Task statement
Go through the records and report each line in which the word "global" occurs.

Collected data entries
- - - -
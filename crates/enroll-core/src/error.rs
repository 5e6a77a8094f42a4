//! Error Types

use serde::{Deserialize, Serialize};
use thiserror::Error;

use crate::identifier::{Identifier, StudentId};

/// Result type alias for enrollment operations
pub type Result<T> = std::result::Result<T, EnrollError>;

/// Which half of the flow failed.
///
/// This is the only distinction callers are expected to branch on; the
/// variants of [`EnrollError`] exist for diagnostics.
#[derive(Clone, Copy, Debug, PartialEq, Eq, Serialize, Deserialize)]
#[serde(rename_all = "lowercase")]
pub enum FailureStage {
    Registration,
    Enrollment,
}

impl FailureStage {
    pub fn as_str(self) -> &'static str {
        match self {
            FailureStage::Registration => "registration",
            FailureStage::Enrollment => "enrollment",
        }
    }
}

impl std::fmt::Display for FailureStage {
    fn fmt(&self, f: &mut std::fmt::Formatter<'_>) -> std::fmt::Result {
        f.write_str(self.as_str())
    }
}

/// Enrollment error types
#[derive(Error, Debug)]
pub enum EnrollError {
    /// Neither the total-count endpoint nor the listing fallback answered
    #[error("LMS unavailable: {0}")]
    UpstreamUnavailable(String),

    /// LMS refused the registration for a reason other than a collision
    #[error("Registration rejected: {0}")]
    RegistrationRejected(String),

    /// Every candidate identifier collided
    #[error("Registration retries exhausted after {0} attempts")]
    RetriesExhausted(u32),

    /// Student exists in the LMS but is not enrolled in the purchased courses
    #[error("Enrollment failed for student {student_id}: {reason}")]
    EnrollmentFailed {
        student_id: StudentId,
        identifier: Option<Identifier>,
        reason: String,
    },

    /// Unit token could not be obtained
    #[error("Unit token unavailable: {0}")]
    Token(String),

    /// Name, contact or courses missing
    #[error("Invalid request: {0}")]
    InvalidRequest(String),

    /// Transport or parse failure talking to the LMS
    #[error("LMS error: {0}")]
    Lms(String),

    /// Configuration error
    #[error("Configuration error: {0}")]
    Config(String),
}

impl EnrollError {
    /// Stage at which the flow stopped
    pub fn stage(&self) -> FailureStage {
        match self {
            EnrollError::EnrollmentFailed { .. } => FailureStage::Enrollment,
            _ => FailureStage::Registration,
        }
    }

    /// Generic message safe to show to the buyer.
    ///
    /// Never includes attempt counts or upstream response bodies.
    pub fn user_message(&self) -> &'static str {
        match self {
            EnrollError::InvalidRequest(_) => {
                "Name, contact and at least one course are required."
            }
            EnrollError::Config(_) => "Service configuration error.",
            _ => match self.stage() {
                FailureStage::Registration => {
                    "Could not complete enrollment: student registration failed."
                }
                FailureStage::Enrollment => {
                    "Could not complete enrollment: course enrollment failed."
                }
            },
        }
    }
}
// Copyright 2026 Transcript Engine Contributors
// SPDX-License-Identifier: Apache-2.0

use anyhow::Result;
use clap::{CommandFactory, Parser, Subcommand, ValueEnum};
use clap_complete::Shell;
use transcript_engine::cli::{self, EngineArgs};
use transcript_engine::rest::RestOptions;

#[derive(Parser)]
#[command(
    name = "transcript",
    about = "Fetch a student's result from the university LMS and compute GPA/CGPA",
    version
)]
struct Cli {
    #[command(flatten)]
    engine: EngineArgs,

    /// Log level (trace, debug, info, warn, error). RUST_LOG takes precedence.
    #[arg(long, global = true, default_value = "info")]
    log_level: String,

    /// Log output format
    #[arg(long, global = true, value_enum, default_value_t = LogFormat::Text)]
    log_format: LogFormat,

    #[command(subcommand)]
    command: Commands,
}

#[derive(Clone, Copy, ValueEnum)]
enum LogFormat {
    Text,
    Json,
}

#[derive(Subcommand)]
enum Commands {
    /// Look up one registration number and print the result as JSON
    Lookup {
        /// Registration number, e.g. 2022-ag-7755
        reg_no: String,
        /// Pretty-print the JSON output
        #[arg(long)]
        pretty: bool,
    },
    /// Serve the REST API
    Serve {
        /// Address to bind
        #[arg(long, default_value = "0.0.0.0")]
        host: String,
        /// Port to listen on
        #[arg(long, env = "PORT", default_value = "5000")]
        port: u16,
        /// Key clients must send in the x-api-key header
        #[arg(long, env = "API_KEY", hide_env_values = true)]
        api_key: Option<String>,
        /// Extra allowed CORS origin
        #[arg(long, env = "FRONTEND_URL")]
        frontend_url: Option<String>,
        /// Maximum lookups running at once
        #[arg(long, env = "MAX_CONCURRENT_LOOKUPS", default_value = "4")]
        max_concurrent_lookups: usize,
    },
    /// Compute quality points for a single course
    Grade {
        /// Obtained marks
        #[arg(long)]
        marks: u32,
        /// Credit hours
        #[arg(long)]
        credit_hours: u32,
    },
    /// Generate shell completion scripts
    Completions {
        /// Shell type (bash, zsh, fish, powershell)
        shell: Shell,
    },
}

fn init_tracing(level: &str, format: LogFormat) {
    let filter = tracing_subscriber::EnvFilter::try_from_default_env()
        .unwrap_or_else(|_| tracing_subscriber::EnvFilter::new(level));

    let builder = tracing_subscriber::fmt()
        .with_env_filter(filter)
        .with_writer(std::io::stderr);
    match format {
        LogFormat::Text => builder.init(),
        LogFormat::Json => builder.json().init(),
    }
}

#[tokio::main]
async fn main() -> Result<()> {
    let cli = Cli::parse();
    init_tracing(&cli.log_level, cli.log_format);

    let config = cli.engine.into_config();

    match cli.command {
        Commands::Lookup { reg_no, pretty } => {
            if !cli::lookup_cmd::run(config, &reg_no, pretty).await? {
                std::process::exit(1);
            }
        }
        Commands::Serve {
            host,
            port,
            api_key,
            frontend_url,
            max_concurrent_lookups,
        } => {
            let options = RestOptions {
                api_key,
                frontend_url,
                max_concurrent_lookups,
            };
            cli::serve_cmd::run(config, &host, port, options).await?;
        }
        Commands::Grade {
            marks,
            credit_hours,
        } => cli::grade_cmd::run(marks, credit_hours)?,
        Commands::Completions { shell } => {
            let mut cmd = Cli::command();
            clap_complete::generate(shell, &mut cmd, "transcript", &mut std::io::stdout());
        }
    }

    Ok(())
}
- - - -
Task response
    #[arg(long, global = true, default_value = "info")]
    #[arg(long, global = true, value_enum, default_value_t = LogFormat::Text)]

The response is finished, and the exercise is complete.